Morricone also ventured into contemporary music and had some returns to "classical" , while receiving multiple tributes, since that honorary Oscar and the title of Commander of the Order of the Italian Republic (1995), which was awarded to him by the Prime Minister Luigi Scalfaro. At the beginning of June, he was recognized with the 2020 Princess of Asturias Award for the Arts.

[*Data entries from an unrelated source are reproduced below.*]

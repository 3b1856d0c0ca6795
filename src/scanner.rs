//! Line-oriented file scanner.
//!
//! Applies one dialect's rule to a file's text and emits a [`Definition`]
//! per matched line. Offsets are byte offsets of the start of the matching
//! line; column precision is out of scope.

use std::fs;
use std::path::Path;
use std::str::SplitInclusive;

use crate::error::Result;
use crate::index::Definition;
use crate::rules::LanguageRule;

/// Lazy scan over a file's text. Consumed once; not restartable.
pub struct DefinitionScan<'a> {
    path: &'a Path,
    rule: &'a LanguageRule,
    lines: SplitInclusive<'a, char>,
    offset: usize,
}

impl<'a> Iterator for DefinitionScan<'a> {
    type Item = Definition;

    fn next(&mut self) -> Option<Definition> {
        for line in self.lines.by_ref() {
            let line_start = self.offset;
            // Advance past the line terminator before yielding.
            self.offset += line.len();
            if let Some(name) = self.rule.extract_from_line(line) {
                return Some(Definition {
                    name,
                    file_path: self.path.to_path_buf(),
                    byte_offset: line_start,
                });
            }
        }
        None
    }
}

/// Scan already-loaded text, tracking byte offsets from 0.
pub fn scan_text<'a>(path: &'a Path, text: &'a str, rule: &'a LanguageRule) -> DefinitionScan<'a> {
    DefinitionScan {
        path,
        rule,
        lines: text.split_inclusive('\n'),
        offset: 0,
    }
}

/// Read and scan one file.
///
/// Errors are contained per file: the caller treats a failed read or a
/// non-UTF-8 file as producing zero entries.
pub fn scan_file(path: &Path, rule: &LanguageRule) -> Result<Vec<Definition>> {
    let text = String::from_utf8(fs::read(path)?)?;
    Ok(scan_text(path, &text, rule).collect())
}
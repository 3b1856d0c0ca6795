use thiserror::Error;

#[derive(Error, Debug)]
pub enum IndexError {
    #[error("IO error: {0}")]
    Io(#[from] std::io::Error),

    #[error("File is not valid UTF-8: {0}")]
    Decode(#[from] std::string::FromUtf8Error),

    #[error("Invalid line pattern: {0}")]
    Pattern(#[from] regex::Error),

    #[error("Invalid file glob: {0}")]
    Glob(#[from] glob::PatternError),
}

pub type Result<T> = std::result::Result<T, IndexError>;
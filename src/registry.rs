//! Index registry.
//!
//! One [`DefinitionsIndex`] per editing session, created lazily on first
//! access. The map is append-only: sessions live for the process lifetime,
//! so entries are never evicted.

use std::collections::HashMap;
use std::sync::{Arc, Mutex};

use crate::index::DefinitionsIndex;
use crate::rules::RuleSet;

#[derive(Clone)]
pub struct IndexRegistry {
    indices: Arc<Mutex<HashMap<String, DefinitionsIndex>>>,
    rules: Arc<RuleSet>,
}

impl IndexRegistry {
    pub fn new(rules: Arc<RuleSet>) -> Self {
        Self {
            indices: Arc::new(Mutex::new(HashMap::new())),
            rules,
        }
    }

    /// The session's index, constructing a fresh uninitialized one on first
    /// access. Subsequent calls return a handle to the same instance.
    pub fn get_or_create(&self, session_id: &str) -> DefinitionsIndex {
        let mut indices = self.indices.lock().unwrap();
        indices
            .entry(session_id.to_string())
            .or_insert_with(|| DefinitionsIndex::new(Arc::clone(&self.rules)))
            .clone()
    }

    pub fn session_count(&self) -> usize {
        self.indices.lock().unwrap().len()
    }
}

impl Default for IndexRegistry {
    fn default() -> Self {
        Self::new(RuleSet::builtin_shared())
    }
}
//! End-to-end tests for the definition index.
//!
//! These drive the public API the way a host editor would: queries through
//! the navigator, save notifications for incremental updates, and a stub
//! host standing in for the editor's UI and scheduler.

use std::fs;
use std::path::{Path, PathBuf};
use std::sync::atomic::{AtomicUsize, Ordering};
use std::sync::{Arc, Mutex};

use tempfile::TempDir;

use defindex::{
    DisplayRow, EditorHost, IndexRegistry, IndexState, Job, Navigator, RuleConfig, RuleSet,
};

/// Stub editor: runs background and primary jobs inline and records every
/// navigation and prompt.
struct EditorStub {
    roots: Vec<PathBuf>,
    selection: Mutex<Option<usize>>,
    navigations: Mutex<Vec<(PathBuf, usize)>>,
    prompts: Mutex<Vec<Vec<DisplayRow>>>,
    builds: AtomicUsize,
    statuses: Mutex<Vec<String>>,
}

impl EditorStub {
    fn new(roots: Vec<PathBuf>) -> Arc<Self> {
        Arc::new(Self {
            roots,
            selection: Mutex::new(None),
            navigations: Mutex::new(Vec::new()),
            prompts: Mutex::new(Vec::new()),
            builds: AtomicUsize::new(0),
            statuses: Mutex::new(Vec::new()),
        })
    }

    fn select(&self, index: Option<usize>) {
        *self.selection.lock().unwrap() = index;
    }

    fn navigations(&self) -> Vec<(PathBuf, usize)> {
        self.navigations.lock().unwrap().clone()
    }

    fn prompts(&self) -> Vec<Vec<DisplayRow>> {
        self.prompts.lock().unwrap().clone()
    }
}

impl EditorHost for EditorStub {
    fn project_roots(&self) -> Vec<PathBuf> {
        self.roots.clone()
    }

    fn navigate_to(&self, path: &Path, byte_offset: usize) {
        self.navigations
            .lock()
            .unwrap()
            .push((path.to_path_buf(), byte_offset));
    }

    fn present_choice_list(&self, rows: Vec<DisplayRow>) -> Option<usize> {
        self.prompts.lock().unwrap().push(rows);
        *self.selection.lock().unwrap()
    }

    fn run_in_background(&self, job: Job) {
        self.builds.fetch_add(1, Ordering::SeqCst);
        job();
    }

    fn defer_to_primary_thread(&self, job: Job) {
        job();
    }

    fn show_transient_status(&self, text: &str) {
        self.statuses.lock().unwrap().push(text.to_string());
    }
}

/// A small polyglot project.
fn create_project() -> TempDir {
    let dir = TempDir::new().unwrap();
    let root = dir.path();

    fs::create_dir_all(root.join("app/models")).unwrap();
    fs::write(
        root.join("app/models/user.rb"),
        "module Billing\nclass User\n  def self.create\n  end\n  def destroy\n  end\nend\nend\n",
    )
    .unwrap();
    fs::write(root.join("tasks.py"), "def create(name):\n    pass\n").unwrap();
    fs::write(
        root.join("Shapes.scala"),
        "trait Shape {\n  def area: Double\n}\n",
    )
    .unwrap();
    fs::write(
        root.join("widget.js"),
        "function render() {}\nvar handlers = {\n  refresh: function() {}\n};\n",
    )
    .unwrap();
    fs::write(root.join("README.md"), "# not indexed\n").unwrap();

    dir
}

fn setup(dir: &TempDir) -> (Arc<EditorStub>, Navigator, IndexRegistry) {
    let _ = tracing_subscriber::fmt()
        .with_env_filter(tracing_subscriber::EnvFilter::from_default_env())
        .with_test_writer()
        .try_init();

    let host = EditorStub::new(vec![dir.path().to_path_buf()]);
    let registry = IndexRegistry::default();
    let navigator = Navigator::new(registry.clone(), host.clone() as Arc<dyn EditorHost>);
    (host, navigator, registry)
}

#[test]
fn first_query_builds_index_once() {
    let dir = create_project();
    let (host, navigator, registry) = setup(&dir);

    navigator.request_lookup("window-1", "destroy");
    navigator.request_lookup("window-1", "destroy");
    navigator.request_browse("window-1");

    assert_eq!(host.builds.load(Ordering::SeqCst), 1);
    assert_eq!(
        registry.get_or_create("window-1").state(),
        IndexState::Initialized
    );
    assert!(!host.statuses.lock().unwrap().is_empty());
}

#[test]
fn lookup_navigates_to_defining_line_offset() {
    let dir = create_project();
    let (host, navigator, _) = setup(&dir);

    navigator.request_lookup("window-1", "destroy");

    let navigations = host.navigations();
    assert_eq!(navigations.len(), 1);
    let (path, offset) = &navigations[0];
    assert!(path.ends_with("app/models/user.rb"));
    // Byte offset of the line containing "def destroy".
    let expected = "module Billing\nclass User\n  def self.create\n  end\n".len();
    assert_eq!(*offset, expected);
    assert!(host.prompts().is_empty());
}

#[test]
fn self_qualified_and_plain_names_share_a_lookup_name() {
    let dir = create_project();
    let (host, navigator, _) = setup(&dir);

    // "create" is defined as `def self.create` in Ruby and `def create`
    // in Python; both surface under the stripped name.
    host.select(Some(0));
    navigator.request_lookup("window-1", "create");

    let prompts = host.prompts();
    assert_eq!(prompts.len(), 1);
    assert_eq!(prompts[0].len(), 2);
    assert!(prompts[0].iter().all(|row| row.label == "create"));
    assert_eq!(host.navigations().len(), 1);
}

#[test]
fn browse_lists_every_definition_and_skips_unsupported_files() {
    let dir = create_project();
    let (host, navigator, _) = setup(&dir);

    host.select(None);
    navigator.request_browse("window-1");

    let prompts = host.prompts();
    assert_eq!(prompts.len(), 1);
    let labels: Vec<&str> = prompts[0].iter().map(|row| row.label.as_str()).collect();

    // user.rb: Billing, User, create, destroy; tasks.py: create;
    // Shapes.scala: Shape, area; widget.js: render, refresh.
    assert_eq!(labels.len(), 9);
    for name in ["Billing", "User", "create", "destroy", "Shape", "area", "render", "refresh"] {
        assert!(labels.contains(&name), "missing {name}");
    }
    assert!(!prompts[0].iter().any(|row| row.sublabel.ends_with("README.md")));

    // Cancelled prompt navigates nowhere.
    assert!(host.navigations().is_empty());
}

#[test]
fn unknown_word_is_silent() {
    let dir = create_project();
    let (host, navigator, _) = setup(&dir);

    navigator.request_lookup("window-1", "does_not_exist");

    assert!(host.prompts().is_empty());
    assert!(host.navigations().is_empty());
}

#[test]
fn save_notification_refreshes_one_file() {
    let dir = create_project();
    let (host, navigator, _) = setup(&dir);

    navigator.request_lookup("window-1", "destroy");
    assert_eq!(host.navigations().len(), 1);

    let target = dir.path().join("app/models/user.rb");
    fs::write(&target, "class User\n  def archive\n  end\nend\n").unwrap();
    navigator.notify_file_saved("window-1", &target);

    // Old symbol is gone, new one resolves, other files are untouched.
    navigator.request_lookup("window-1", "destroy");
    assert_eq!(host.navigations().len(), 1);

    navigator.request_lookup("window-1", "archive");
    assert_eq!(host.navigations().len(), 2);
    assert_eq!(host.navigations()[1].1, "class User\n".len());

    navigator.request_lookup("window-1", "area");
    assert_eq!(host.navigations().len(), 3);
}

#[test]
fn save_before_first_query_is_ignored() {
    let dir = create_project();
    let (host, navigator, registry) = setup(&dir);

    let target = dir.path().join("tasks.py");
    navigator.notify_file_saved("window-1", &target);

    assert_eq!(
        registry.get_or_create("window-1").state(),
        IndexState::Uninitialized
    );

    // The eventual build still picks the file up.
    navigator.request_lookup("window-1", "create");
    assert_eq!(host.prompts().len(), 1);
}

#[test]
fn each_session_gets_its_own_index() {
    let dir_a = TempDir::new().unwrap();
    fs::write(dir_a.path().join("a.rb"), "def shared\n").unwrap();

    let (host, navigator, registry) = setup(&dir_a);

    navigator.request_lookup("alpha", "shared");
    navigator.request_lookup("beta", "shared");

    assert_eq!(registry.session_count(), 2);
    assert_eq!(host.builds.load(Ordering::SeqCst), 2);
    assert_eq!(host.navigations().len(), 2);
}

#[test]
fn ruby_module_can_be_disabled_via_rule_config() {
    let dir = create_project();
    let host = EditorStub::new(vec![dir.path().to_path_buf()]);
    let rules = Arc::new(RuleSet::with_config(RuleConfig { ruby_module: false }));
    let navigator = Navigator::new(
        IndexRegistry::new(rules),
        host.clone() as Arc<dyn EditorHost>,
    );

    navigator.request_lookup("window-1", "Billing");

    assert!(host.navigations().is_empty());
    assert!(host.prompts().is_empty());
}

Ennio Morricone, in London in 2001. (AP)

But one of those tributes was an album (something strange but striking) in which stars of different genres and different generations appeared under the title "We all love, Ennio Morricone". They were there from Bruce Springsteen to soprano Renée Fleming, from Roger Waters to Metallica. Interviewed by the newspaper El País on the occasion of that album, he referred to such eclectic tastes: "I do not know exactly the reasons that make my music appeal to so many different people. Although I suppose some: for the thematic clarity, harmonic simplicity and a orchestration that many find fascinating. " For his part, Tornatore dedicated the documentary "Glance of Music" to him, in recognition of his work.

Ennio Morricone and Sophia Loren, music and image of a part of the universal cinematography. (EFE)

On one of his most successful compositions - the music for “Cinema Paradiso” - he said that “it gives the emotion it should give, it is not neutral. I can't say it's the most important, but it's true that it has worked better than in other movies. " Another of his reflections: “If a film requires nostalgic music, I compose it. If you need dramatic music, too. Film music does not belong to the composer, it belongs to the film. If there is something about the composer, it is usually something personal, intimate. But what prevails is the need for the story that the film tells ”.

On the other hand, he referred to his concept of creation: "I am both an artist and a craftsman. I use my brain and my feelings to compose, and I do it through technique, mastering the formulas of musical writing." He cited his references as "Bach, Stravinsky and my teacher, Petrassi".